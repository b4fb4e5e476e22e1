//! Table creation for `Polls` and `PollOptions`.
//!
//! Tables are created with plain `CREATE TABLE` statements. A table that is
//! already present makes SQLite fail with "table ... already exists"; that
//! one failure is treated as success so startup can run on every boot.

use pollbox_types::{
    MAX_OPTION_LINK_LEN, MAX_OPTION_TITLE_LEN, MAX_POLL_MESSAGE_LEN, MAX_POLL_TITLE_LEN,
};
use rusqlite::Connection;

use crate::error::DbError;

/// Name of the polls table.
pub const POLLS_TABLE: &str = "Polls";

/// Name of the poll options table.
pub const POLL_OPTIONS_TABLE: &str = "PollOptions";

fn create_polls_sql() -> String {
    format!(
        "CREATE TABLE Polls (
            id INTEGER PRIMARY KEY AUTOINCREMENT,
            title VARCHAR({MAX_POLL_TITLE_LEN}) NOT NULL CHECK (length(title) <= {MAX_POLL_TITLE_LEN}),
            message TEXT NOT NULL CHECK (length(message) <= {MAX_POLL_MESSAGE_LEN})
        )"
    )
}

fn create_poll_options_sql() -> String {
    format!(
        "CREATE TABLE PollOptions (
            id INTEGER PRIMARY KEY AUTOINCREMENT,
            optionTitle VARCHAR({MAX_OPTION_TITLE_LEN}) NOT NULL
                CHECK (length(optionTitle) <= {MAX_OPTION_TITLE_LEN}),
            optionLink VARCHAR({MAX_OPTION_LINK_LEN}) NOT NULL
                CHECK (length(optionLink) <= {MAX_OPTION_LINK_LEN}),
            pollID INTEGER NOT NULL REFERENCES Polls(id),
            votesCount INTEGER NOT NULL DEFAULT 0 CHECK (votesCount >= 0)
        )"
    )
}

/// Creates `Polls` and then `PollOptions` if they are missing.
///
/// `PollOptions` references `Polls`, so the order is fixed.
///
/// # Errors
///
/// Returns `DbError::Schema` if a table cannot be created for any reason
/// other than already existing.
pub fn ensure_schema(conn: &Connection) -> Result<(), DbError> {
    create_table(conn, POLLS_TABLE, &create_polls_sql())?;
    create_table(conn, POLL_OPTIONS_TABLE, &create_poll_options_sql())?;
    Ok(())
}

/// Returns `true` if `table` holds no rows.
///
/// # Errors
///
/// Returns `DbError::Storage` if the table cannot be queried (including when
/// it does not exist).
pub fn table_is_empty(conn: &Connection, table: &'static str) -> Result<bool, DbError> {
    let has_rows: bool = conn.query_row(
        &format!("SELECT EXISTS(SELECT 1 FROM {table})"),
        [],
        |row| row.get(0),
    )?;
    Ok(!has_rows)
}

fn create_table(conn: &Connection, table: &'static str, sql: &str) -> Result<(), DbError> {
    match conn.execute_batch(sql) {
        Ok(()) => {
            tracing::info!(table, "created table");
            Ok(())
        }
        Err(e) if is_already_exists(&e) => {
            tracing::debug!(table, "table already exists, skipping");
            Ok(())
        }
        Err(source) => Err(DbError::Schema { table, source }),
    }
}

// SQLite reports the duplicate table either at prepare time (`SqlInputError`)
// or at step time (`SqliteFailure`), depending on the call path.
fn is_already_exists(err: &rusqlite::Error) -> bool {
    match err {
        rusqlite::Error::SqliteFailure(e, Some(msg))
        | rusqlite::Error::SqlInputError { error: e, msg, .. } => {
            e.code == rusqlite::ErrorCode::Unknown && msg.contains("already exists")
        }
        _ => false,
    }
}
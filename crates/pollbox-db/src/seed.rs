//! One-time seed loading from a seed directory.
//!
//! Layout of a seed directory:
//!
//! ```text
//! <root>/polls.seed                  title=message, one poll per line
//! <root>/poll_options_seeds/1.seed   title<TAB>link, options of the 1st seeded poll
//! <root>/poll_options_seeds/2.seed   options of the 2nd seeded poll
//! ...
//! ```
//!
//! Entries are deduplicated by exact equality, keeping first-seen order.
//! Trailing empty fields are dropped before counting, so `title<TAB>link<TAB>`
//! is still a two-field line; any line left with a field count other than
//! two is ignored. Fields are trimmed after splitting.
//! A seed file that cannot be read aborts seeding; a row that fails to
//! insert is skipped and counted.

use rand::Rng;
use rusqlite::{params, Connection};
use std::collections::HashSet;
use std::path::{Path, PathBuf};

use crate::error::DbError;

const POLLS_FILE: &str = "polls.seed";
const POLL_OPTIONS_DIR: &str = "poll_options_seeds";
const SEED_FILE_EXTENSION: &str = "seed";
const POLLS_DELIMITER: char = '=';
const POLL_OPTIONS_DELIMITER: char = '\t';

/// Seeded vote counts are drawn uniformly from `0..VOTES_BOUND`.
pub const VOTES_BOUND: i64 = 150;

/// Location of the seed files.
#[derive(Debug, Clone)]
pub struct SeedSource {
    root: PathBuf,
}

impl SeedSource {
    /// Creates a source rooted at `root`.
    pub fn new(root: impl Into<PathBuf>) -> Self {
        Self { root: root.into() }
    }

    /// The seed directory.
    pub fn root(&self) -> &Path {
        &self.root
    }

    /// Path of the poll seed file.
    pub fn polls_path(&self) -> PathBuf {
        self.root.join(POLLS_FILE)
    }

    /// Directory holding one option seed file per poll.
    pub fn options_dir(&self) -> PathBuf {
        self.root.join(POLL_OPTIONS_DIR)
    }

    /// Path of the option seed file for the `index`-th seeded poll (1-based).
    pub fn options_path(&self, index: usize) -> PathBuf {
        self.options_dir()
            .join(format!("{index}.{SEED_FILE_EXTENSION}"))
    }

    /// Number of files in the option seed directory.
    ///
    /// # Errors
    ///
    /// Returns `DbError::SeedSourceUnavailable` if the directory cannot be
    /// listed.
    pub fn option_file_count(&self) -> Result<usize, DbError> {
        let dir = self.options_dir();
        let unavailable = |source| DbError::SeedSourceUnavailable {
            path: dir.clone(),
            source,
        };

        let mut count = 0;
        for entry in std::fs::read_dir(&dir).map_err(unavailable)? {
            let entry = entry.map_err(unavailable)?;
            if entry.file_type().map_err(unavailable)?.is_file() {
                count += 1;
            }
        }
        Ok(count)
    }
}

/// A parsed `first<delimiter>second` seed line.
#[derive(Debug, Clone, PartialEq, Eq, Hash)]
pub struct SeedEntry {
    /// Text before the delimiter, trimmed.
    pub first: String,
    /// Text after the delimiter, trimmed.
    pub second: String,
}

/// Outcome of [`seed_polls`].
#[derive(Debug, Clone, Default, PartialEq, Eq)]
pub struct SeededPolls {
    /// Generated poll IDs in insertion order.
    pub ids: Vec<i64>,
    /// Entries whose insert failed.
    pub skipped: usize,
}

/// Outcome of [`seed_poll_options`].
#[derive(Debug, Clone, Copy, Default, PartialEq, Eq)]
pub struct SeededOptions {
    /// Rows inserted.
    pub inserted: usize,
    /// Entries whose insert failed.
    pub skipped: usize,
}

/// Parses seed text into unique entries, preserving first-seen order.
pub fn parse_entries(text: &str, delimiter: char) -> Vec<SeedEntry> {
    let mut seen = HashSet::new();
    let mut entries = Vec::new();

    for line in text.lines() {
        let mut fields: Vec<&str> = line.split(delimiter).collect();
        while fields.last().is_some_and(|f| f.is_empty()) {
            fields.pop();
        }
        let [first, second] = fields.as_slice() else {
            continue;
        };

        let entry = SeedEntry {
            first: first.trim().to_string(),
            second: second.trim().to_string(),
        };
        if seen.insert(entry.clone()) {
            entries.push(entry);
        }
    }

    entries
}

fn read_entries(path: &Path, delimiter: char) -> Result<Vec<SeedEntry>, DbError> {
    let text = std::fs::read_to_string(path).map_err(|source| DbError::SeedSourceUnavailable {
        path: path.to_path_buf(),
        source,
    })?;
    Ok(parse_entries(&text, delimiter))
}

/// Inserts every poll from `polls.seed` and returns the generated IDs.
///
/// # Errors
///
/// Returns `DbError::SeedSourceUnavailable` if `polls.seed` cannot be read.
/// Individual insert failures are counted in [`SeededPolls::skipped`].
pub fn seed_polls(conn: &Connection, source: &SeedSource) -> Result<SeededPolls, DbError> {
    let entries = read_entries(&source.polls_path(), POLLS_DELIMITER)?;
    let mut seeded = SeededPolls::default();

    for entry in &entries {
        let inserted = conn.query_row(
            "INSERT INTO Polls (title, message) VALUES (?1, ?2) RETURNING id",
            params![entry.first, entry.second],
            |row| row.get::<_, i64>(0),
        );
        match inserted {
            Ok(id) => seeded.ids.push(id),
            Err(e) => {
                tracing::warn!(title = %entry.first, error = %e, "skipping poll seed entry");
                seeded.skipped += 1;
            }
        }
    }

    tracing::info!(
        inserted = seeded.ids.len(),
        skipped = seeded.skipped,
        "seeded polls"
    );
    Ok(seeded)
}

/// Inserts the options of each seeded poll with random starting vote counts.
///
/// File `i` of the option seed directory belongs to `poll_ids[i - 1]`.
/// Files without a matching poll ID, and poll IDs without a matching file,
/// are ignored.
///
/// # Errors
///
/// Returns `DbError::SeedSourceUnavailable` if the option directory or one
/// of the processed files cannot be read.
pub fn seed_poll_options(
    conn: &Connection,
    source: &SeedSource,
    poll_ids: &[i64],
) -> Result<SeededOptions, DbError> {
    seed_poll_options_with_rng(conn, source, poll_ids, &mut rand::thread_rng())
}

/// [`seed_poll_options`] with a caller-supplied random source.
///
/// # Errors
///
/// Same as [`seed_poll_options`].
pub fn seed_poll_options_with_rng<R: Rng>(
    conn: &Connection,
    source: &SeedSource,
    poll_ids: &[i64],
    rng: &mut R,
) -> Result<SeededOptions, DbError> {
    let files = source.option_file_count()?.min(poll_ids.len());
    let mut seeded = SeededOptions::default();

    for (index, poll_id) in (1..=files).zip(poll_ids) {
        let entries = read_entries(&source.options_path(index), POLL_OPTIONS_DELIMITER)?;

        for entry in &entries {
            let votes: i64 = rng.gen_range(0..VOTES_BOUND);
            let result = conn.execute(
                "INSERT INTO PollOptions (optionTitle, optionLink, pollID, votesCount)
                 VALUES (?1, ?2, ?3, ?4)",
                params![entry.first, entry.second, poll_id, votes],
            );
            match result {
                Ok(n) if n > 0 => seeded.inserted += 1,
                Ok(_) => seeded.skipped += 1,
                Err(e) => {
                    tracing::warn!(
                        poll_id,
                        title = %entry.first,
                        error = %e,
                        "skipping poll option seed entry"
                    );
                    seeded.skipped += 1;
                }
            }
        }
    }

    tracing::info!(
        files,
        inserted = seeded.inserted,
        skipped = seeded.skipped,
        "seeded poll options"
    );
    Ok(seeded)
}
//! In-memory result aggregation. No I/O.

use pollbox_types::{Poll, PollOption};
use serde::Serialize;

/// A poll together with its options ordered by tally and its winners.
#[derive(Debug, Clone, Serialize)]
pub struct PollResults {
    /// The poll itself.
    pub poll: Poll,
    /// Options, most votes first.
    pub options: Vec<PollOption>,
    /// Options sharing the highest tally.
    pub winners: Vec<PollOption>,
    /// Sum of all tallies.
    pub total_votes: i64,
}

/// Sorts options by vote count, highest first.
///
/// The sort is stable: options with equal counts keep their input order.
pub fn sort_descending(mut options: Vec<PollOption>) -> Vec<PollOption> {
    options.sort_by(|a, b| b.votes_count.cmp(&a.votes_count));
    options
}

/// Returns every option whose vote count equals the highest count present.
///
/// Empty input has a maximum of zero and produces no winners.
pub fn winners(options: &[PollOption]) -> Vec<PollOption> {
    let max = options.iter().map(|o| o.votes_count).max().unwrap_or(0);
    options
        .iter()
        .filter(|o| o.votes_count == max)
        .cloned()
        .collect()
}

/// Builds the result view of `poll` from its options.
pub fn tally(poll: Poll, options: Vec<PollOption>) -> PollResults {
    let options = sort_descending(options);
    let winners = winners(&options);
    let total_votes = options.iter().map(|o| o.votes_count).sum();
    PollResults {
        poll,
        options,
        winners,
        total_votes,
    }
}
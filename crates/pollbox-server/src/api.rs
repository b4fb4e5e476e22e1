//! Poll and vote handlers.

use crate::AppState;
use axum::{
    extract::{Extension, Path},
    http::StatusCode,
    response::{IntoResponse, Json, Response},
};
use pollbox_db::{ConnectionScope, DbError};
use pollbox_polls::{tally, PollRepository, PollResults, SqlPollRepository};
use pollbox_types::{Poll, PollOption};
use serde::Serialize;
use std::sync::Arc;
use thiserror::Error;

#[derive(Debug, Error)]
pub enum ApiError {
    #[error("not found: {0}")]
    NotFound(String),
    #[error("service unavailable: {0}")]
    ServiceUnavailable(String),
    #[error("internal server error: {0}")]
    InternalServerError(String),
}

impl IntoResponse for ApiError {
    fn into_response(self) -> Response {
        let (status, message) = match self {
            ApiError::NotFound(msg) => (StatusCode::NOT_FOUND, msg),
            ApiError::ServiceUnavailable(msg) => (StatusCode::SERVICE_UNAVAILABLE, msg),
            ApiError::InternalServerError(msg) => (StatusCode::INTERNAL_SERVER_ERROR, msg),
        };

        let body = Json(serde_json::json!({
            "error": message
        }));

        (status, body).into_response()
    }
}

impl From<DbError> for ApiError {
    fn from(e: DbError) -> Self {
        match e {
            DbError::ConnectionUnavailable(_) => {
                ApiError::ServiceUnavailable("database is not available".to_string())
            }
            err => {
                tracing::error!(error = %err, "poll storage operation failed");
                ApiError::InternalServerError("failed to load poll data".to_string())
            }
        }
    }
}

/// A poll with its options in storage order.
#[derive(Debug, Serialize)]
pub struct PollDetail {
    pub poll: Poll,
    pub options: Vec<PollOption>,
}

#[derive(Debug, Serialize)]
pub struct VoteResponse {
    pub accepted: bool,
    pub poll_id: i64,
    pub option_id: i64,
}

/// Runs `work` on the blocking pool with a repository bound to a fresh
/// connection scope. The scope ends when `work` returns.
async fn with_repository<T, F>(state: Arc<AppState>, work: F) -> Result<T, ApiError>
where
    T: Send + 'static,
    F: FnOnce(&SqlPollRepository<'_>) -> Result<T, ApiError> + Send + 'static,
{
    tokio::task::spawn_blocking(move || {
        ConnectionScope::run(&state.pool, |scope| work(&SqlPollRepository::new(scope)))
    })
    .await
    .map_err(|e| ApiError::InternalServerError(format!("task join error: {}", e)))?
}

fn poll_not_found(poll_id: i64) -> ApiError {
    ApiError::NotFound(format!("poll {poll_id} does not exist"))
}

/// Handler for `GET /api/polls`.
pub async fn list_polls_handler(
    Extension(state): Extension<Arc<AppState>>,
) -> Result<Json<Vec<Poll>>, ApiError> {
    let polls = with_repository(state, |repo| Ok(repo.list_polls()?)).await?;
    Ok(Json(polls))
}

/// Handler for `GET /api/polls/{pollId}`.
pub async fn get_poll_handler(
    Extension(state): Extension<Arc<AppState>>,
    Path(poll_id): Path<i64>,
) -> Result<Json<PollDetail>, ApiError> {
    let detail = with_repository(state, move |repo| {
        let poll = repo.get_poll(poll_id)?.ok_or_else(|| poll_not_found(poll_id))?;
        let options = repo.list_options(poll_id)?;
        Ok(PollDetail { poll, options })
    })
    .await?;
    Ok(Json(detail))
}

/// Handler for `GET /api/polls/{pollId}/results`.
pub async fn results_handler(
    Extension(state): Extension<Arc<AppState>>,
    Path(poll_id): Path<i64>,
) -> Result<Json<PollResults>, ApiError> {
    let results = with_repository(state, move |repo| {
        let poll = repo.get_poll(poll_id)?.ok_or_else(|| poll_not_found(poll_id))?;
        let options = repo.list_options(poll_id)?;
        Ok(tally(poll, options))
    })
    .await?;
    Ok(Json(results))
}

/// Handler for `POST /api/polls/{pollId}/options/{optionId}/vote`.
///
/// The option must belong to the poll named in the path; otherwise nothing
/// is counted and the response is `404`.
pub async fn vote_handler(
    Extension(state): Extension<Arc<AppState>>,
    Path((poll_id, option_id)): Path<(i64, i64)>,
) -> Result<Json<VoteResponse>, ApiError> {
    let accepted =
        with_repository(state, move |repo| Ok(repo.increment_vote(option_id, poll_id)?)).await?;

    if !accepted {
        tracing::warn!(poll_id, option_id, "rejected vote for unknown option");
        return Err(ApiError::NotFound(format!(
            "option {option_id} does not exist in poll {poll_id}"
        )));
    }

    tracing::info!(poll_id, option_id, "vote recorded");
    Ok(Json(VoteResponse {
        accepted,
        poll_id,
        option_id,
    }))
}
//! Server configuration loading from file and environment variables.

use serde::Deserialize;
use std::net::{IpAddr, Ipv4Addr};
use thiserror::Error;

/// Top-level server configuration.
#[derive(Debug, Clone, Default, Deserialize)]
pub struct Config {
    /// Server network settings.
    #[serde(default)]
    pub server: ServerConfig,

    /// Database settings.
    #[serde(default)]
    pub database: DatabaseConfig,

    /// Seed data settings.
    #[serde(default)]
    pub seed: SeedConfig,

    /// Logging settings.
    #[serde(default)]
    pub logging: LoggingConfig,
}

/// Network configuration for the HTTP server.
#[derive(Debug, Clone, Deserialize)]
pub struct ServerConfig {
    /// Host address to bind to.
    #[serde(default = "default_host")]
    pub host: IpAddr,

    /// Port to listen on.
    #[serde(default = "default_port")]
    pub port: u16,
}

/// Database configuration.
#[derive(Debug, Clone, Deserialize)]
pub struct DatabaseConfig {
    /// Path to the SQLite database file.
    #[serde(default = "default_db_path")]
    pub path: String,

    /// SQLite busy timeout in milliseconds.
    #[serde(default = "default_busy_timeout_ms")]
    pub busy_timeout_ms: u64,

    /// Maximum number of pooled connections.
    #[serde(default = "default_pool_max_size")]
    pub pool_max_size: u32,

    /// How long a request may wait for a pooled connection, in milliseconds.
    #[serde(default = "default_connection_timeout_ms")]
    pub connection_timeout_ms: u64,
}

/// Seed data configuration.
#[derive(Debug, Clone, Deserialize)]
pub struct SeedConfig {
    /// Directory containing `polls.seed` and `poll_options_seeds/`.
    #[serde(default = "default_seed_dir")]
    pub dir: String,
}

/// Logging configuration.
#[derive(Debug, Clone, Deserialize)]
pub struct LoggingConfig {
    /// Log level filter (e.g., "info", "debug", "pollbox_db=debug,info").
    #[serde(default = "default_log_level")]
    pub level: String,

    /// Whether to output logs in JSON format.
    #[serde(default)]
    pub json: bool,
}

fn default_host() -> IpAddr {
    IpAddr::V4(Ipv4Addr::new(127, 0, 0, 1))
}

fn default_port() -> u16 {
    3000
}

fn default_db_path() -> String {
    "pollbox.db".to_string()
}

fn default_busy_timeout_ms() -> u64 {
    pollbox_db::DbRuntimeSettings::default().busy_timeout_ms
}

fn default_pool_max_size() -> u32 {
    pollbox_db::DbRuntimeSettings::default().pool_max_size
}

fn default_connection_timeout_ms() -> u64 {
    pollbox_db::DbRuntimeSettings::default().connection_timeout_ms
}

fn default_seed_dir() -> String {
    "seeds".to_string()
}

fn default_log_level() -> String {
    "info".to_string()
}

impl Default for ServerConfig {
    fn default() -> Self {
        Self {
            host: default_host(),
            port: default_port(),
        }
    }
}

impl Default for DatabaseConfig {
    fn default() -> Self {
        Self {
            path: default_db_path(),
            busy_timeout_ms: default_busy_timeout_ms(),
            pool_max_size: default_pool_max_size(),
            connection_timeout_ms: default_connection_timeout_ms(),
        }
    }
}

impl DatabaseConfig {
    /// Pool tunables derived from this section.
    pub fn runtime_settings(&self) -> pollbox_db::DbRuntimeSettings {
        pollbox_db::DbRuntimeSettings {
            busy_timeout_ms: self.busy_timeout_ms,
            pool_max_size: self.pool_max_size,
            connection_timeout_ms: self.connection_timeout_ms,
        }
    }
}

impl Default for SeedConfig {
    fn default() -> Self {
        Self {
            dir: default_seed_dir(),
        }
    }
}

impl Default for LoggingConfig {
    fn default() -> Self {
        Self {
            level: default_log_level(),
            json: false,
        }
    }
}

/// Errors that can occur when loading configuration.
#[derive(Debug, Error)]
pub enum ConfigError {
    /// Failed to read the configuration file.
    #[error("failed to read config file: {0}")]
    FileRead(#[from] std::io::Error),

    /// Failed to parse the configuration file.
    #[error("failed to parse config file: {0}")]
    Parse(#[from] toml::de::Error),
}

/// Loads configuration from a TOML file, falling back to defaults.
///
/// Environment variable overrides:
/// - `POLLBOX_HOST` overrides `server.host`
/// - `POLLBOX_PORT` overrides `server.port`
/// - `POLLBOX_DB_PATH` overrides `database.path`
/// - `POLLBOX_DB_BUSY_TIMEOUT_MS` overrides `database.busy_timeout_ms`
/// - `POLLBOX_DB_POOL_MAX_SIZE` overrides `database.pool_max_size`
/// - `POLLBOX_DB_CONNECTION_TIMEOUT_MS` overrides `database.connection_timeout_ms`
/// - `POLLBOX_SEED_DIR` overrides `seed.dir`
/// - `POLLBOX_LOG_LEVEL` overrides `logging.level`
/// - `POLLBOX_LOG_JSON` overrides `logging.json` (set to "true" to enable)
///
/// # Errors
///
/// Returns `ConfigError` if the file exists but cannot be read or parsed.
pub fn load_config(path: Option<&str>) -> Result<Config, ConfigError> {
    let mut config = match path {
        Some(p) => match std::fs::read_to_string(p) {
            Ok(contents) => toml::from_str(&contents)?,
            Err(e) if e.kind() == std::io::ErrorKind::NotFound => {
                tracing::info!(path = p, "config file not found, using defaults");
                Config::default()
            }
            Err(e) => return Err(ConfigError::FileRead(e)),
        },
        None => Config::default(),
    };

    apply_env_overrides(&mut config, |key| std::env::var(key).ok());
    Ok(config)
}

/// Applies overrides looked up through `var`. Unparseable values are ignored.
fn apply_env_overrides(config: &mut Config, var: impl Fn(&str) -> Option<String>) {
    if let Some(parsed) = var("POLLBOX_HOST").and_then(|v| v.parse().ok()) {
        config.server.host = parsed;
    }
    if let Some(parsed) = var("POLLBOX_PORT").and_then(|v| v.parse().ok()) {
        config.server.port = parsed;
    }
    if let Some(db_path) = var("POLLBOX_DB_PATH") {
        config.database.path = db_path;
    }
    if let Some(parsed) = var("POLLBOX_DB_BUSY_TIMEOUT_MS").and_then(|v| v.parse().ok()) {
        config.database.busy_timeout_ms = parsed;
    }
    if let Some(parsed) = var("POLLBOX_DB_POOL_MAX_SIZE").and_then(|v| v.parse().ok()) {
        config.database.pool_max_size = parsed;
    }
    if let Some(parsed) = var("POLLBOX_DB_CONNECTION_TIMEOUT_MS").and_then(|v| v.parse().ok()) {
        config.database.connection_timeout_ms = parsed;
    }
    if let Some(dir) = var("POLLBOX_SEED_DIR") {
        config.seed.dir = dir;
    }
    if let Some(level) = var("POLLBOX_LOG_LEVEL") {
        config.logging.level = level;
    }
    if let Some(json) = var("POLLBOX_LOG_JSON") {
        config.logging.json = json == "true" || json == "1";
    }
}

- [Your objective]
Where a line of the data above includes the string "push", pull it out.

- [Answer for the task]
            entries.push(entry);
            Ok(id) => seeded.ids.push(id),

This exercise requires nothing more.